Climate change might not starve us after all

oatsIn the hugely polarised sphere of debate around climate change, there are a few thinkers who float outside the two core camps of belief and skepticism. One of those would be Brian Wang, who seems pretty convinced that AGW is a genuine phenomenon, but who also thinks it’s not going to be an unmitigated disaster. For example, he has a post responding to suggestions that a global temperature increase would lead to mass famine and starvation, in which he lists currently available or imminent technologies and scientific developments that could cope with the changed climate and keep the planet’s belly full. [image by sarniebill]

Of course, it’s worth remembering that a large percentage of the Earth’s population doesn’t have enough to eat already… and that a small percentage consumes way more than it actually needs. Keeping up production levels will be important, sure, but efficient and fair distribution of food resources would go a long way toward helping us ride out the rough patch. But then the same applies to energy resources, and we’ve already seen how popular the redistribution idea is with those who have the most to lose…

[ Feel free to discuss Wang’s points in the comments, but as always with this sort of post, unqualified trumpeting of ideologies from either side of the fence will be deleted without prejudice – that applies to climate change denial and climate change doomsaying. I have better things to do than referee an unwinnable slapfight, I’m afraid, so check the comments policy before you post. ]
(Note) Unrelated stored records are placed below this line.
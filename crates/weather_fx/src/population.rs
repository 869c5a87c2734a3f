//! Population sizing and edge wrapping shared by the particle variants.

use bevy::math::Vec2;

use crate::config::REFERENCE_AREA;
use crate::options::sanitize_intensity;

/// How many particles a variant keeps for a given intensity and surface.
#[derive(Debug, Clone, Copy, PartialEq)]
pub struct PopulationCurve {
    /// Particles at intensity 0 on the reference area.
    pub base: f32,
    /// Extra particles at intensity 1 on the reference area.
    pub per_intensity: f32,
    pub min: usize,
    pub max: usize,
    /// 1.0 scales linearly with area; smaller values flatten the growth.
    pub area_exponent: f32,
}

impl PopulationCurve {
    /// Target count. Non-decreasing in `intensity` and in area for a fixed
    /// `jitter`.
    pub fn count(&self, intensity: f32, size: Vec2, jitter: f32) -> usize {
        let density = self.base + sanitize_intensity(intensity) * self.per_intensity;
        let area = (size.x.max(0.0) * size.y.max(0.0)) / REFERENCE_AREA;
        let scaled = density * area.powf(self.area_exponent) * jitter.max(0.0);
        let rounded = if scaled.is_finite() {
            scaled.round().min(self.max as f32) as usize
        } else {
            self.max
        };
        rounded.clamp(self.min, self.max)
    }
}

/// Axis carrying most of the motion.
#[derive(Debug, Clone, Copy, PartialEq, Eq)]
pub enum Axis {
    X,
    Y,
}

impl Axis {
    pub fn of(v: Vec2) -> Axis {
        if v.x.abs() > v.y.abs() {
            Axis::X
        } else {
            Axis::Y
        }
    }
}

/// Toroidal wrap of one coordinate over `[-margin, extent + margin]`.
///
/// A value past one edge reappears past the opposite edge by the same
/// overshoot. Returns the new value and whether a wrap happened.
pub fn wrap_coord(value: f32, extent: f32, margin: f32) -> (f32, bool) {
    let lo = -margin;
    let hi = extent + margin;
    if !value.is_finite() {
        return (lo, true);
    }
    let span = hi - lo;
    if value < lo {
        ((value + span).clamp(lo, hi), true)
    } else if value > hi {
        ((value - span).clamp(lo, hi), true)
    } else {
        (value, false)
    }
}

/// Which edges a particle crossed during a wrap.
#[derive(Debug, Clone, Copy, Default, PartialEq, Eq)]
pub struct Wrapped {
    pub x: bool,
    pub y: bool,
}

impl Wrapped {
    pub fn across(&self, axis: Axis) -> bool {
        match axis {
            Axis::X => self.x,
            Axis::Y => self.y,
        }
    }
}

/// Wrap a position on both axes with a shared margin.
pub fn wrap_position(pos: &mut Vec2, size: Vec2, margin: f32) -> Wrapped {
    let (x, wrapped_x) = wrap_coord(pos.x, size.x, margin);
    let (y, wrapped_y) = wrap_coord(pos.y, size.y, margin);
    pos.x = x;
    pos.y = y;
    Wrapped {
        x: wrapped_x,
        y: wrapped_y,
    }
}

/// Inside the wrap halo around the visible surface.
pub fn within_halo(pos: Vec2, size: Vec2, margin: f32) -> bool {
    (-margin..=size.x + margin).contains(&pos.x) && (-margin..=size.y + margin).contains(&pos.y)
}

#[cfg(test)]
mod tests {
    use super::*;

    const CURVE: PopulationCurve = PopulationCurve {
        base: 100.0,
        per_intensity: 400.0,
        min: 10,
        max: 1000,
        area_exponent: 1.0,
    };

    #[test]
    fn test_count_monotone_in_intensity() {
        let size = Vec2::new(800.0, 600.0);
        let counts: Vec<usize> = (0..=20)
            .map(|i| CURVE.count(i as f32 / 20.0, size, 1.0))
            .collect();
        assert!(counts.windows(2).all(|w| w[0] <= w[1]), "{counts:?}");
        assert!(counts[20] > counts[0]);
    }

    #[test]
    fn test_count_monotone_in_area() {
        let counts: Vec<usize> = (1..=20)
            .map(|i| CURVE.count(0.5, Vec2::new(100.0 * i as f32, 500.0), 1.0))
            .collect();
        assert!(counts.windows(2).all(|w| w[0] <= w[1]), "{counts:?}");
    }

    #[test]
    fn test_count_respects_bounds() {
        assert_eq!(CURVE.count(1.0, Vec2::new(1.0e6, 1.0e6), 1.0), 1000);
        assert_eq!(CURVE.count(0.0, Vec2::ONE, 1.0), 10);
        assert_eq!(CURVE.count(f32::NAN, Vec2::ONE, 1.0), 10);
    }

    #[test]
    fn test_reference_area_gives_nominal_count() {
        let size = Vec2::new(1280.0, 720.0);
        assert_eq!(CURVE.count(0.5, size, 1.0), 300);
    }

    #[test]
    fn test_wrap_preserves_overshoot() {
        let (v, wrapped) = wrap_coord(-15.0, 100.0, 10.0);
        assert!(wrapped);
        assert_eq!(v, 105.0);
        let (v, wrapped) = wrap_coord(113.0, 100.0, 10.0);
        assert!(wrapped);
        assert_eq!(v, -7.0);
        let (v, wrapped) = wrap_coord(50.0, 100.0, 10.0);
        assert!(!wrapped);
        assert_eq!(v, 50.0);
    }

    #[test]
    fn test_wrap_clamps_huge_jumps() {
        let (v, _) = wrap_coord(10_000.0, 100.0, 10.0);
        assert!((-10.0..=110.0).contains(&v));
        let (v, _) = wrap_coord(f32::NAN, 100.0, 10.0);
        assert_eq!(v, -10.0);
    }

    #[test]
    fn test_dominant_axis() {
        assert_eq!(Axis::of(Vec2::new(3.0, 1.0)), Axis::X);
        assert_eq!(Axis::of(Vec2::new(0.5, -2.0)), Axis::Y);
        assert_eq!(Axis::of(Vec2::ZERO), Axis::Y);
    }

    #[test]
    fn test_wrap_position_reports_axes() {
        let mut p = Vec2::new(-30.0, 50.0);
        let w = wrap_position(&mut p, Vec2::new(100.0, 100.0), 20.0);
        assert!(w.x && !w.y);
        assert!(w.across(Axis::X));
        assert!(within_halo(p, Vec2::new(100.0, 100.0), 20.0));
    }
}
3 thoughts on “Climate change might not starve us after all”

  1. Whatever the side of the debate, the time is imminent some countries (canada? new zealand? russia) may decide that even IF other countries may suffer consequences, they may significantly increase their national wealth if they increase carbon emissions. This is a simplification obviously, and the statement is loaded with left-right bias – but think about the international outrage it would trigger. But – what could you do about it IF it happened? In the current system – absolutely nothing.
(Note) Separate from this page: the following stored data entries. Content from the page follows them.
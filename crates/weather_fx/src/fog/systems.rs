use std::f32::consts::TAU;

use bevy::math::Vec2;

use crate::canvas::{BlendMode, Canvas, Paint, RadialBlob};
use crate::options::{RenderOptions, VariantDefaults};
use crate::population::{wrap_position, Axis, PopulationCurve};
use crate::renderer::{EffectKind, FieldContext, Simulation};

use super::types::{
    FogBlob, FogField, BASE_SPEED, FOG_DEFAULTS, FOG_POPULATION, HAZE_ALPHA, HAZE_INTENSITY_ALPHA,
    JITTER_AMPLITUDE, JITTER_MAX_FREQ, JITTER_MIN_FREQ, MAX_BLOB_ALPHA, MAX_RADIUS_VAR, MAX_SPIN,
    MAX_STRETCH, MIN_BLOB_ALPHA, MIN_RADIUS_VAR, MIN_STRETCH, RADIUS_FRACTION,
};

pub(crate) fn sort_by_radius_desc(blobs: &mut [FogBlob]) {
    blobs.sort_by(|a, b| b.radius.total_cmp(&a.radius));
}

fn haze_alpha(options: &RenderOptions) -> f32 {
    HAZE_ALPHA + HAZE_INTENSITY_ALPHA * options.intensity()
}

impl Simulation for FogField {
    type Particle = FogBlob;

    const KIND: EffectKind = EffectKind::Fog;
    const DEFAULTS: VariantDefaults = FOG_DEFAULTS;
    const POPULATION: PopulationCurve = FOG_POPULATION;

    fn particles(&self) -> &[FogBlob] {
        &self.blobs
    }

    fn particles_mut(&mut self) -> &mut Vec<FogBlob> {
        &mut self.blobs
    }

    fn spawn(ctx: &mut FieldContext<'_>) -> FogBlob {
        let base = ctx.size.x.max(ctx.size.y) * RADIUS_FRACTION;
        FogBlob {
            pos: Vec2::new(
                ctx.rng.next_f32() * ctx.size.x,
                ctx.rng.next_f32() * ctx.size.y,
            ),
            radius: base * ctx.rng.range(MIN_RADIUS_VAR, MAX_RADIUS_VAR),
            stretch: ctx.rng.range(MIN_STRETCH, MAX_STRETCH),
            rotation: ctx.rng.range(0.0, TAU),
            spin: ctx.rng.range(-MAX_SPIN, MAX_SPIN),
            speed_var: ctx.rng.range(0.6, 1.4),
            phase: ctx.rng.range(0.0, TAU),
            freq: ctx.rng.range(JITTER_MIN_FREQ, JITTER_MAX_FREQ),
            alpha: ctx.rng.range(MIN_BLOB_ALPHA, MAX_BLOB_ALPHA),
        }
    }

    fn population_changed(&mut self, _rebuilt: bool) {
        sort_by_radius_desc(&mut self.blobs);
    }

    fn step(&mut self, dt: f32, ctx: &mut FieldContext<'_>) {
        self.elapsed += dt;
        let wind = ctx.options.wind_vector() * ctx.options.wind_speed() * BASE_SPEED;
        let dominant = Axis::of(wind);

        for blob in &mut self.blobs {
            let angle = self.elapsed * blob.freq + blob.phase;
            let jitter = Vec2::new(angle.sin(), (angle * 0.8).cos()) * JITTER_AMPLITUDE;
            blob.pos += (wind * blob.speed_var + jitter) * dt;
            blob.rotation = (blob.rotation + blob.spin * dt).rem_euclid(TAU);

            let margin = blob.margin();
            let wrapped = wrap_position(&mut blob.pos, ctx.size, margin);
            if wrapped.across(dominant) {
                match dominant {
                    Axis::Y => blob.pos.x = ctx.rng.next_f32() * ctx.size.x,
                    Axis::X => blob.pos.y = ctx.rng.next_f32() * ctx.size.y,
                }
            }
        }
    }

    fn draw(&self, canvas: &mut dyn Canvas, options: &RenderOptions, size: Vec2) {
        canvas.fill_rect(
            Vec2::ZERO,
            size,
            Paint::new(options.color(), haze_alpha(options), BlendMode::SourceOver),
        );
        let strength = 0.5 + 0.5 * options.intensity();
        let blobs: Vec<RadialBlob> = self
            .blobs
            .iter()
            .map(|blob| RadialBlob {
                center: blob.pos,
                radii: blob.radii(),
                rotation: blob.rotation,
                color: options.color(),
                alpha: blob.alpha * strength,
            })
            .collect();
        canvas.fill_radial_blobs(&blobs, BlendMode::SourceOver);
    }
}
  2. Whatever direction climate change may take – and I paid attention when Dr. Ian Plimer said that the problem was unpredictability because of oversimplification of chaotic inputs – it was also suggested people tended to migrate to usable climates and adapt to them both.
    Rainfall and its lack aren’t the only variables either. Not all land is suitable for agriculture, topsoil being an underappreciated marvel for city folk. Another is that solar energy varies with distance from the equator : not just in duration of the day but in energetic inputs available to stimulate photosynthesis. You remember that process : the one in which increased availability of carbon dioxide is likely to stimulate plant growth ?
    Nobody in mainstream press concentrates on the thousands of deaths of farmers.You want a ‘heads-up’ on danger to planetary food supply ? Corporate farming is literally unsustainable rape…which collapsed when Nelson Rockefeller performed experiments on a grand scale in Central and South America in the 1940s. Today the threat is actually worse.
    http://www.organicconsumers.org/monlink.cfm#top
    Monsanto isn’t even all of it! Water and disease proliferation from factory farming are compromised as well as natural selection attacking monoculture.

  3. One of my great hopes for the American economy’s recovery is a switch from cotton to hemp production to take advantage of increased rainfalls in the growing regions and to take advantage of the second plant’s weed-like characteristics over cotton’s need to be babied through every step of the growing process. Not to mention that hemp is way less ecologically intensive to produce than cotton.

    It could have happened a hundred years ago, but it might take dramatic climate change to push us out of industrially lobbied and government-sponsored bad-tech lock-in.